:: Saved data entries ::
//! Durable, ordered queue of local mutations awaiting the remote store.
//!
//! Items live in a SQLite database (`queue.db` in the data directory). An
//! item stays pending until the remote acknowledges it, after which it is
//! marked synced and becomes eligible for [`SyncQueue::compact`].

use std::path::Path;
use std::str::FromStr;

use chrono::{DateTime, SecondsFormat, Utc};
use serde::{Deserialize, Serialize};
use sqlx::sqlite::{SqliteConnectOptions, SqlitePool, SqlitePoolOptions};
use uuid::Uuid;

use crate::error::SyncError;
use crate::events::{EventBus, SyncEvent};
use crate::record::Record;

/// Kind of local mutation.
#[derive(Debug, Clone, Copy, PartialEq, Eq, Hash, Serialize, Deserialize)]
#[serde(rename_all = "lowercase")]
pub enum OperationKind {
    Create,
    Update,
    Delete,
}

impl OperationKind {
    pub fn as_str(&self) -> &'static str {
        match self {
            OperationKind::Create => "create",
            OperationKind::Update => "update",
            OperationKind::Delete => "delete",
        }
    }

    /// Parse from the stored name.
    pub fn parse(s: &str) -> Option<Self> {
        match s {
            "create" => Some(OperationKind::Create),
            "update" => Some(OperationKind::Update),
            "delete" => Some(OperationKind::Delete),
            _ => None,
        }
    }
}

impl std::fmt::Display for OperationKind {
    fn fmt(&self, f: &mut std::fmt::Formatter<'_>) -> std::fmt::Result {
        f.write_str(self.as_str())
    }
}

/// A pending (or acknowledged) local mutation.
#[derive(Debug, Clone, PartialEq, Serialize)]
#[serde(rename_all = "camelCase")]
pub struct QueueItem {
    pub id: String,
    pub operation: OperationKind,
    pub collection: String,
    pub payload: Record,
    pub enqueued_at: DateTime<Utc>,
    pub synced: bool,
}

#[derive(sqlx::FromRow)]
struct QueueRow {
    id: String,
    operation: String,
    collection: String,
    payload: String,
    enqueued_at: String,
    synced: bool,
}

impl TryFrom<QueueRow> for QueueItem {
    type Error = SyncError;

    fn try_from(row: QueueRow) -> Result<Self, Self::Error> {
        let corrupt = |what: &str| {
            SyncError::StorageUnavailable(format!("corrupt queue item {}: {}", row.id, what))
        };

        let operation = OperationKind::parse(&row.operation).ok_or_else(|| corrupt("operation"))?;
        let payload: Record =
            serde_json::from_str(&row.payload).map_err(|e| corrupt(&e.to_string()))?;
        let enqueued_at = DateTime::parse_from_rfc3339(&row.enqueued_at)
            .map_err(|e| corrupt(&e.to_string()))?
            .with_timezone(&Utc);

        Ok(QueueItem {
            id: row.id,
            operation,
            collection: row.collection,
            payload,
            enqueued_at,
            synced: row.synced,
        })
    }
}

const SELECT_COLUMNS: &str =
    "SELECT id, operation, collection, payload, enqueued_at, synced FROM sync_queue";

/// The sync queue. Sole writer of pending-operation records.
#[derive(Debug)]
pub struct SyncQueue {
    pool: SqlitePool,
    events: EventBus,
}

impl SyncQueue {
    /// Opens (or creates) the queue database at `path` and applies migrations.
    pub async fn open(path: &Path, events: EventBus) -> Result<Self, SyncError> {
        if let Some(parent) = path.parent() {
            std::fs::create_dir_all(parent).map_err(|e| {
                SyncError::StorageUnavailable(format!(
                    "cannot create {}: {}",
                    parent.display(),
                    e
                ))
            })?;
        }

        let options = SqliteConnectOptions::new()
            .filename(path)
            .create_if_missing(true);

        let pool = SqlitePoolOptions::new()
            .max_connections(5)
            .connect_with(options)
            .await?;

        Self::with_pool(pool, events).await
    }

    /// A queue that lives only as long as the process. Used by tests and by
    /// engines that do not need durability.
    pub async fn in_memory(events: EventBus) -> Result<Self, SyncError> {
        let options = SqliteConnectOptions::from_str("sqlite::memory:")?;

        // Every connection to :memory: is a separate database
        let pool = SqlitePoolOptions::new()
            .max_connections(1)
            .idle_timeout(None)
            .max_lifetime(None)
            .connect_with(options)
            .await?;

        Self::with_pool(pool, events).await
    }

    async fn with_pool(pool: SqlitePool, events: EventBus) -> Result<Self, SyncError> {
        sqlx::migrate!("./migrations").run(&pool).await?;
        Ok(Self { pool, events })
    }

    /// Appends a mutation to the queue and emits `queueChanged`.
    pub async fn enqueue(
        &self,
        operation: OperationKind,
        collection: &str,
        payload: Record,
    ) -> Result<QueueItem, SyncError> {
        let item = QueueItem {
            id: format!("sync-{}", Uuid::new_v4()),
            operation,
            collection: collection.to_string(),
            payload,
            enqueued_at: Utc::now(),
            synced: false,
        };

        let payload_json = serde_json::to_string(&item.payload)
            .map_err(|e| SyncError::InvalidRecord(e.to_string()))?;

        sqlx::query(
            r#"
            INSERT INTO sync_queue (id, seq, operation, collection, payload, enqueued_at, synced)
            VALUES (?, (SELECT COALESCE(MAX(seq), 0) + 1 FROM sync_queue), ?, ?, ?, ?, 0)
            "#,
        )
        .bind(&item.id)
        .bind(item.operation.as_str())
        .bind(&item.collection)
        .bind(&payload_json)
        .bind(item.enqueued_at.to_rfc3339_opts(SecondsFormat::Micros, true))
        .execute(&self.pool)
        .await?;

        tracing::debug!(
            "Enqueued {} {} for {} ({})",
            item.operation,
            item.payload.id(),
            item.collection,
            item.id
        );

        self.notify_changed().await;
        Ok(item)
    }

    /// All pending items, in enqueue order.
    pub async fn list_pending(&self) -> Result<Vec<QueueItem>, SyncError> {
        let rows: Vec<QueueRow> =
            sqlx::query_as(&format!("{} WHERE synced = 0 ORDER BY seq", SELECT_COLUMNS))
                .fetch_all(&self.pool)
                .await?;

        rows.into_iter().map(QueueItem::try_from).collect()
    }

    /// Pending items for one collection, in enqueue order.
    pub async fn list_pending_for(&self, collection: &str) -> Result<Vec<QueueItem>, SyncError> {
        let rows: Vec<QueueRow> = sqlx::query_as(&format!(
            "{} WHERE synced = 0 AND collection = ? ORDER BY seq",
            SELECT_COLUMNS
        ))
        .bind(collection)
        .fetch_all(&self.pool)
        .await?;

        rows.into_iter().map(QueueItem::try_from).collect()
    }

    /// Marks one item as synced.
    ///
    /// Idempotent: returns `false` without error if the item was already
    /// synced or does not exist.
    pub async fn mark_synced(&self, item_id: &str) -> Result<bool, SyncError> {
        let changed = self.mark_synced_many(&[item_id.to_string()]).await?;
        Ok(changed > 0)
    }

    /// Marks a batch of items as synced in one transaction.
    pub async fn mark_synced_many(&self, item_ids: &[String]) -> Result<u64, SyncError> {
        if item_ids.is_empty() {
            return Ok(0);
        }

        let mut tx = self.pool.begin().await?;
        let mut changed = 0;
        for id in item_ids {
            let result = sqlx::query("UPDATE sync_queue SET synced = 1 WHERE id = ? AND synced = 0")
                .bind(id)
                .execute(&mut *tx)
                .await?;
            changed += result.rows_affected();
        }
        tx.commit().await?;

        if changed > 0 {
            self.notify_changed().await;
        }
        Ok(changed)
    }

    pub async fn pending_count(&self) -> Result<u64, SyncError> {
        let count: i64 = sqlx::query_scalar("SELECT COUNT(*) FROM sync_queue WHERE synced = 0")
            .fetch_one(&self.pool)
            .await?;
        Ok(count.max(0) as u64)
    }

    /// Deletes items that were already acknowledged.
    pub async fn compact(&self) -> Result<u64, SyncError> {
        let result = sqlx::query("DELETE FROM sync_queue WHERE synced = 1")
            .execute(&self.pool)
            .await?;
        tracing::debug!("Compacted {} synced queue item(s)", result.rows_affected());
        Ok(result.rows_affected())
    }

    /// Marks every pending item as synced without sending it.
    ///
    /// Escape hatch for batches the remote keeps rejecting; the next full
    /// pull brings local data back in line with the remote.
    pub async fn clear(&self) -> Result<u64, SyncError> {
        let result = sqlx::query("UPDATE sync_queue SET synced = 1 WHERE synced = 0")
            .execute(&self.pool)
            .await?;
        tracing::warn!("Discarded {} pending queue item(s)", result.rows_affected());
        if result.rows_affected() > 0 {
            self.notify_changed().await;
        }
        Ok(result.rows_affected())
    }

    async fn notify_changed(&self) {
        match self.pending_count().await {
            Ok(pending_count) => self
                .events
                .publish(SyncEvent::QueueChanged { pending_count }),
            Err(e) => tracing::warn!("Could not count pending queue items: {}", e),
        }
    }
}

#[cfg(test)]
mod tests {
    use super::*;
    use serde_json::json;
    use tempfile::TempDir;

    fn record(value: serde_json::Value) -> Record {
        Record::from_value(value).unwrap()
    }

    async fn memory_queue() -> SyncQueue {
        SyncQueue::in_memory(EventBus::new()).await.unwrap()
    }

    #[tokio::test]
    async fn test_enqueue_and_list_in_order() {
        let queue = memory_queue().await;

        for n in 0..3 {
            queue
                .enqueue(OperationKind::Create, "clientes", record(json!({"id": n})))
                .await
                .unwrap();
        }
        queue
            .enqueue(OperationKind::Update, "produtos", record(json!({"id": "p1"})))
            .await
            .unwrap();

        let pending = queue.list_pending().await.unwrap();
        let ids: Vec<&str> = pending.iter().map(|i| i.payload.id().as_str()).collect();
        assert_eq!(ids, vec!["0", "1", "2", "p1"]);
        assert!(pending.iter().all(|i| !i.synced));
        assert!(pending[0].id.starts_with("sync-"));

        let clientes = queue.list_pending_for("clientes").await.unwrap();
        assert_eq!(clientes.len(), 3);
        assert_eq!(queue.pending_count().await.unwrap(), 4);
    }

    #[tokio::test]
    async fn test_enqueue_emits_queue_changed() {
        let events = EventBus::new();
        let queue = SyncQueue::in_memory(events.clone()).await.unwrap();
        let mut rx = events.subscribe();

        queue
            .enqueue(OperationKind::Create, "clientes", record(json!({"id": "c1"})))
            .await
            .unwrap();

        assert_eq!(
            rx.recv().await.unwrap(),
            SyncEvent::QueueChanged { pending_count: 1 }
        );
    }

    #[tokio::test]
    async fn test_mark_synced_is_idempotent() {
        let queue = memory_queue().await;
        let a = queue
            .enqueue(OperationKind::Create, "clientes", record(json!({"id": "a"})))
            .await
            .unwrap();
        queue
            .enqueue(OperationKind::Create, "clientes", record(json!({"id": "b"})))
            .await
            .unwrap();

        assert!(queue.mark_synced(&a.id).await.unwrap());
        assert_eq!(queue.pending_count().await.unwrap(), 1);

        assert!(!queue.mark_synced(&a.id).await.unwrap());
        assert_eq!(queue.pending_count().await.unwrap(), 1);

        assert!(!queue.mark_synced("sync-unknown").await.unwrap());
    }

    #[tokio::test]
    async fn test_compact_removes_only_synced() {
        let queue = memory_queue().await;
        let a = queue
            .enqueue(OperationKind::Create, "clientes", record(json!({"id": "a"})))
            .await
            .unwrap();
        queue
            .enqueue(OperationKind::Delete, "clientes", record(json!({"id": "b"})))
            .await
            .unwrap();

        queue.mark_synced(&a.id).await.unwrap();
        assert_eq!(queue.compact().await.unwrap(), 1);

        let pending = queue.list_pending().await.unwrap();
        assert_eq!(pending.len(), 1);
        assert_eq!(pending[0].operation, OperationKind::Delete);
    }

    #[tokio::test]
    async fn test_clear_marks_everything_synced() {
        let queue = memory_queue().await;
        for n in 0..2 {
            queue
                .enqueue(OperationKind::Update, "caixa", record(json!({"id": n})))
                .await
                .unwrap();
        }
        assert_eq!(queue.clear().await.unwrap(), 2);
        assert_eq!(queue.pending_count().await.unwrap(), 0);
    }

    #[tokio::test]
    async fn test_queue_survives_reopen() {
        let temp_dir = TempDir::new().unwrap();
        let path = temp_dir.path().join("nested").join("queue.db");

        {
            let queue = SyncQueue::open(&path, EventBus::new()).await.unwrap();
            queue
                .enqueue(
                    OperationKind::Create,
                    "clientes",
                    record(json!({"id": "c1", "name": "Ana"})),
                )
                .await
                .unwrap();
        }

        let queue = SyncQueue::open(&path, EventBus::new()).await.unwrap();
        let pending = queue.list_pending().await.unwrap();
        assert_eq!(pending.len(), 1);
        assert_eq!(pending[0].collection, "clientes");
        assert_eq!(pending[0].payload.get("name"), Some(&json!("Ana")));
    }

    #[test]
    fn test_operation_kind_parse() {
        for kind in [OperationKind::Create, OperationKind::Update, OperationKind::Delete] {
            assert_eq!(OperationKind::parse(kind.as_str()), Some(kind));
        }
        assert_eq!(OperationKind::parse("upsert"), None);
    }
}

:: PROBLEM DETAILS ::
Quote only the stretch of lines that starts the data above and ends with the line containing "use std::str::FromStr;", both included.

:: SOLUTION TO THE PROBLEM ::
//! Durable, ordered queue of local mutations awaiting the remote store.
//!
//! Items live in a SQLite database (`queue.db` in the data directory). An
//! item stays pending until the remote acknowledges it, after which it is
//! marked synced and becomes eligible for [`SyncQueue::compact`].

use std::path::Path;
use std::str::FromStr;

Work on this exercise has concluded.